## [PROBLEM TO SOLVE]
Go over the lines below, and when one contains the word "PathBuf", copy it.

## [LISTED RECORDS]
——
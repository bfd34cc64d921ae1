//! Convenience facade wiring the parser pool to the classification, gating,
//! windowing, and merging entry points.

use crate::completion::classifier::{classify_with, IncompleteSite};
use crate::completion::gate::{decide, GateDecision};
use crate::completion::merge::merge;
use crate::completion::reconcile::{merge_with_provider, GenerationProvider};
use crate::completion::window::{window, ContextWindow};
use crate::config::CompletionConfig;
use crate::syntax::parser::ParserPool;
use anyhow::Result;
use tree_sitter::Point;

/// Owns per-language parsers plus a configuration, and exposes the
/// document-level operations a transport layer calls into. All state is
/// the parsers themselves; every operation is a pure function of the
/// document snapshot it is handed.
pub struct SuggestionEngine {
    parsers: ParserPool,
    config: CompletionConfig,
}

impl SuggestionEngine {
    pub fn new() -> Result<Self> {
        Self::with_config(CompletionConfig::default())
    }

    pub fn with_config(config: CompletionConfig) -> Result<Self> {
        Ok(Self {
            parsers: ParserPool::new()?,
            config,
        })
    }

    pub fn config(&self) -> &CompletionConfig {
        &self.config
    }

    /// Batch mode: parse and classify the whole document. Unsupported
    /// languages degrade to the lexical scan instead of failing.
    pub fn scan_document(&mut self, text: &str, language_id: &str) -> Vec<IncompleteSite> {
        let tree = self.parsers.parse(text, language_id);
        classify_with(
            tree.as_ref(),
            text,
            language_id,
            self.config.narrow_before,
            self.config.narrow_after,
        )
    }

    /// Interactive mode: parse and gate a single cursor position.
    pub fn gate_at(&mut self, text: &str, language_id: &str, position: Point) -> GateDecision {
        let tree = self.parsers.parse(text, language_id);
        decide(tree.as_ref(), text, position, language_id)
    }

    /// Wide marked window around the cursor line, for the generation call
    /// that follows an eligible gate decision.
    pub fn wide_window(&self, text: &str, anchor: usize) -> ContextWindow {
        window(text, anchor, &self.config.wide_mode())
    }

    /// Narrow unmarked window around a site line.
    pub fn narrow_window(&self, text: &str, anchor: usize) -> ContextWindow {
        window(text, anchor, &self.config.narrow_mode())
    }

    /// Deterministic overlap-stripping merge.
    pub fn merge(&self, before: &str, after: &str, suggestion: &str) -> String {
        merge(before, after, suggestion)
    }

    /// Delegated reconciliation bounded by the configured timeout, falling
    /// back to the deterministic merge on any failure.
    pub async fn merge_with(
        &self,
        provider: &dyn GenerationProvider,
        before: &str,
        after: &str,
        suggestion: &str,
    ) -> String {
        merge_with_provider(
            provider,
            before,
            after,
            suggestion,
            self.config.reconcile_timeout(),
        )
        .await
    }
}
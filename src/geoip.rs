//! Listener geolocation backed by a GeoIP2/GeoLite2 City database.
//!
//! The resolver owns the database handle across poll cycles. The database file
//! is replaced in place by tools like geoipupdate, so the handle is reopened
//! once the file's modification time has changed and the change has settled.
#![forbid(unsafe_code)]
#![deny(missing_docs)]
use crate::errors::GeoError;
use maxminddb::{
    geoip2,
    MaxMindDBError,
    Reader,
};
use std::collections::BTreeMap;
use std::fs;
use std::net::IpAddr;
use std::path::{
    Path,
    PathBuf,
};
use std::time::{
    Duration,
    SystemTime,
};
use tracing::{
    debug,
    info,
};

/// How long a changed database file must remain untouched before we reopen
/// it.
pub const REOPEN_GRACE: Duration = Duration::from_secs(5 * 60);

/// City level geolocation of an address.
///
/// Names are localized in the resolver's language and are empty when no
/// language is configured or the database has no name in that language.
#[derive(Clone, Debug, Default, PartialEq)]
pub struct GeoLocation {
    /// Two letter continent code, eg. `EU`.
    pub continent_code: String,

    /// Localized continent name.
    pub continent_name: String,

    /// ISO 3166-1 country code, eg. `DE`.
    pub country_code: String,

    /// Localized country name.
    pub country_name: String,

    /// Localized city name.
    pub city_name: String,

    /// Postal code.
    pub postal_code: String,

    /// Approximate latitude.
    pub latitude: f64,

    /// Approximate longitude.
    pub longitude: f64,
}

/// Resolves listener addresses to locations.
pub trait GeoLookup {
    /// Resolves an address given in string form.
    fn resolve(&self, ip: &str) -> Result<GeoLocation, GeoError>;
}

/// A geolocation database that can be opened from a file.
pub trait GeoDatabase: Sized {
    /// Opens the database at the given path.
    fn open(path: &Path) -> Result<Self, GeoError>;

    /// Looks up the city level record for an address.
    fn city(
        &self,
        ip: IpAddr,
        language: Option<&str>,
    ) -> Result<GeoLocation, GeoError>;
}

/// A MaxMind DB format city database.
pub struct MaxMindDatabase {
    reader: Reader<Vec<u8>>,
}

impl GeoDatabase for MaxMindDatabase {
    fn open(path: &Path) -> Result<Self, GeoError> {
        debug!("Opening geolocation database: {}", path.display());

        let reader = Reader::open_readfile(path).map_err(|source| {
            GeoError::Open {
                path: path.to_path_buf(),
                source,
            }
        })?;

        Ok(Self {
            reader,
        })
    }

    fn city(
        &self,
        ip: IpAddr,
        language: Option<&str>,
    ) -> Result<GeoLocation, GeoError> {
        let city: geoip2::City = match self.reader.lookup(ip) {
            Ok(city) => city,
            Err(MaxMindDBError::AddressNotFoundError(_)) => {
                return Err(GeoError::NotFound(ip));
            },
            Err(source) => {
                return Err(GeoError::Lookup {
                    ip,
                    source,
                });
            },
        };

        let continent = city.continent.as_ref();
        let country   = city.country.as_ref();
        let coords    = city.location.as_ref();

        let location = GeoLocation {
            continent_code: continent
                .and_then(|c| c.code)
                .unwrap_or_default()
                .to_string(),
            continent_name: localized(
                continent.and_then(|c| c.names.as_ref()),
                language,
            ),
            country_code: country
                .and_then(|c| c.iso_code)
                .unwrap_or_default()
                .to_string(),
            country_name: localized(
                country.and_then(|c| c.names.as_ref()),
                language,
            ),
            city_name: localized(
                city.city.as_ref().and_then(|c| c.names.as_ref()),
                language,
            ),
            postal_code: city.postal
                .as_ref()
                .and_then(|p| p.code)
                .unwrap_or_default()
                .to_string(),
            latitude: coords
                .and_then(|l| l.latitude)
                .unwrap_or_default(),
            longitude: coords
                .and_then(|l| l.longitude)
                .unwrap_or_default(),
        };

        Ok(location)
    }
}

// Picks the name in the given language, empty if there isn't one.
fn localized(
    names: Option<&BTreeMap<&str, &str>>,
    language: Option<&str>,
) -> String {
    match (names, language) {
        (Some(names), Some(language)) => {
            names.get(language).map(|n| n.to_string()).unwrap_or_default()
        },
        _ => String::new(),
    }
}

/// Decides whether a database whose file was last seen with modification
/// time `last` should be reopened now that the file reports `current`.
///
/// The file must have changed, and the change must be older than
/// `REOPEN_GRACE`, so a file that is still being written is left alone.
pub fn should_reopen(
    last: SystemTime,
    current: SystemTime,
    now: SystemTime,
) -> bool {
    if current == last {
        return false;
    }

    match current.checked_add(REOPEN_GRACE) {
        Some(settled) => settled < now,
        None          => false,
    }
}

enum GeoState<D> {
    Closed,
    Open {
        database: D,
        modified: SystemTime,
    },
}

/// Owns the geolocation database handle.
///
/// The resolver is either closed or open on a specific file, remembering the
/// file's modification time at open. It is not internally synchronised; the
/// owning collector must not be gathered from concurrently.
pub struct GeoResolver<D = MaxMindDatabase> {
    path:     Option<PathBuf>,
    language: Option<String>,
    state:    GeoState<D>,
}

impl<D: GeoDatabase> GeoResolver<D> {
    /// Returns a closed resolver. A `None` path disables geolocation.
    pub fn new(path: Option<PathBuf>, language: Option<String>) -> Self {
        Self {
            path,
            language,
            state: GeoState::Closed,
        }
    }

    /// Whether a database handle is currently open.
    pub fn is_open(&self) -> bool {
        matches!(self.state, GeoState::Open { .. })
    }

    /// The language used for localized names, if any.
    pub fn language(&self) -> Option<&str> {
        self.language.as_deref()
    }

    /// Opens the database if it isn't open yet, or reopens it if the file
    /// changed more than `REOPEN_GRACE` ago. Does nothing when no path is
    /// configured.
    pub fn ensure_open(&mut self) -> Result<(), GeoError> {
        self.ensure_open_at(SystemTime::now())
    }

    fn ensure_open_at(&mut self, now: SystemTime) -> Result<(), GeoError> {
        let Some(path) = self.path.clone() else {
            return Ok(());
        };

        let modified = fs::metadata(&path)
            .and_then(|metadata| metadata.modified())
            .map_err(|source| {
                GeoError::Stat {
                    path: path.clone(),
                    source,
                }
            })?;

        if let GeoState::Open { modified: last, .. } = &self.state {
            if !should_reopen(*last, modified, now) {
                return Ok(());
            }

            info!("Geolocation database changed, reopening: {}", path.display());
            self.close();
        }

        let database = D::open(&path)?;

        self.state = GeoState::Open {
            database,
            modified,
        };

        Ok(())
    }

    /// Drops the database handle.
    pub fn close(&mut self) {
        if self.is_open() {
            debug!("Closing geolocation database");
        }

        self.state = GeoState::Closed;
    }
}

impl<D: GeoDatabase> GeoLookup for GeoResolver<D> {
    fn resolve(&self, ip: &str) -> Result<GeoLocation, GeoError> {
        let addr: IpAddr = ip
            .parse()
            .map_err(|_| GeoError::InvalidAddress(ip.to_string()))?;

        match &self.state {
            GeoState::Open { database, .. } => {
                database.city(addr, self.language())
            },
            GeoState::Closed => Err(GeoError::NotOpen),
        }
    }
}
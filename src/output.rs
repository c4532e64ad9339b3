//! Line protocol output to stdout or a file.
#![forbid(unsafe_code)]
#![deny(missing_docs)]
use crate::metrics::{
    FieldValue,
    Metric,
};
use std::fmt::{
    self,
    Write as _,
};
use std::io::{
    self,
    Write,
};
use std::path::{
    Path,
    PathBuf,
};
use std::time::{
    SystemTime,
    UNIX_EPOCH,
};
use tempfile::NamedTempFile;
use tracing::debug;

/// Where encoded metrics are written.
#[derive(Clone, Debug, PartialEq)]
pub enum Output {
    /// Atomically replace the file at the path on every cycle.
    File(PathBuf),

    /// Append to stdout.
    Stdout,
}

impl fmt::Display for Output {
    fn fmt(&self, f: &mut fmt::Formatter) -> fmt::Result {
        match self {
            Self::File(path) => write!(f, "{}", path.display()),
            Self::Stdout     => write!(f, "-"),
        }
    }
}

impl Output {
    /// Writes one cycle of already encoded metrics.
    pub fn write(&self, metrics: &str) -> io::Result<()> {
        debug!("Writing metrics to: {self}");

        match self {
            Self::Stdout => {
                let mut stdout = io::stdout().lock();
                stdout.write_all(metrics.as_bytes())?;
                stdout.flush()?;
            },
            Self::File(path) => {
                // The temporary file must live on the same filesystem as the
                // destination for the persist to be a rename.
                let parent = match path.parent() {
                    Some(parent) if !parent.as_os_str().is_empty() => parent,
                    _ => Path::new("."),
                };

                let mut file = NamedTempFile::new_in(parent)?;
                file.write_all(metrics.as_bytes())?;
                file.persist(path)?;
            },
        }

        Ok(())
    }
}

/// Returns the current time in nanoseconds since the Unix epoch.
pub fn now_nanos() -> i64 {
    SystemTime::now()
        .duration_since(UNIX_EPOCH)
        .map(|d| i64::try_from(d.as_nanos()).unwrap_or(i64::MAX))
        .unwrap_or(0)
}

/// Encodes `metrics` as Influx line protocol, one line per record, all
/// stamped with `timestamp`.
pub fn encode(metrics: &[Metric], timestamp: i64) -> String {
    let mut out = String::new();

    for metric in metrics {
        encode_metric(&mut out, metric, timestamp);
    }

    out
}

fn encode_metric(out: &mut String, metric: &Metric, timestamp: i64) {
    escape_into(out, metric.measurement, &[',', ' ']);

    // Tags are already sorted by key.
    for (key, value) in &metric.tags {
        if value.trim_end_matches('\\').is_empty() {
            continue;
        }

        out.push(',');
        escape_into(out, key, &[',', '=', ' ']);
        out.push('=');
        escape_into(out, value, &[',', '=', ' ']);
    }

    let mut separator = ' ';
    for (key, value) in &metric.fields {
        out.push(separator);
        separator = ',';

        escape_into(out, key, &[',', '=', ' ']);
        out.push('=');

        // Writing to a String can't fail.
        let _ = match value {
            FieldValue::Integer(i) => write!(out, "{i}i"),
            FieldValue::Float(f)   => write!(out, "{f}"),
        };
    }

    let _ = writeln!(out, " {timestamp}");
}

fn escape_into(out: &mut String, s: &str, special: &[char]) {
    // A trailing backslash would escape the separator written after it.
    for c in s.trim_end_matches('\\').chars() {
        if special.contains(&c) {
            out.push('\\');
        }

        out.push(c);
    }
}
——
## [THE COMPLETED TASK]
    PathBuf,
    path:     Option<PathBuf>,
    pub fn new(path: Option<PathBuf>, language: Option<String>) -> Self {
    PathBuf,
    File(PathBuf),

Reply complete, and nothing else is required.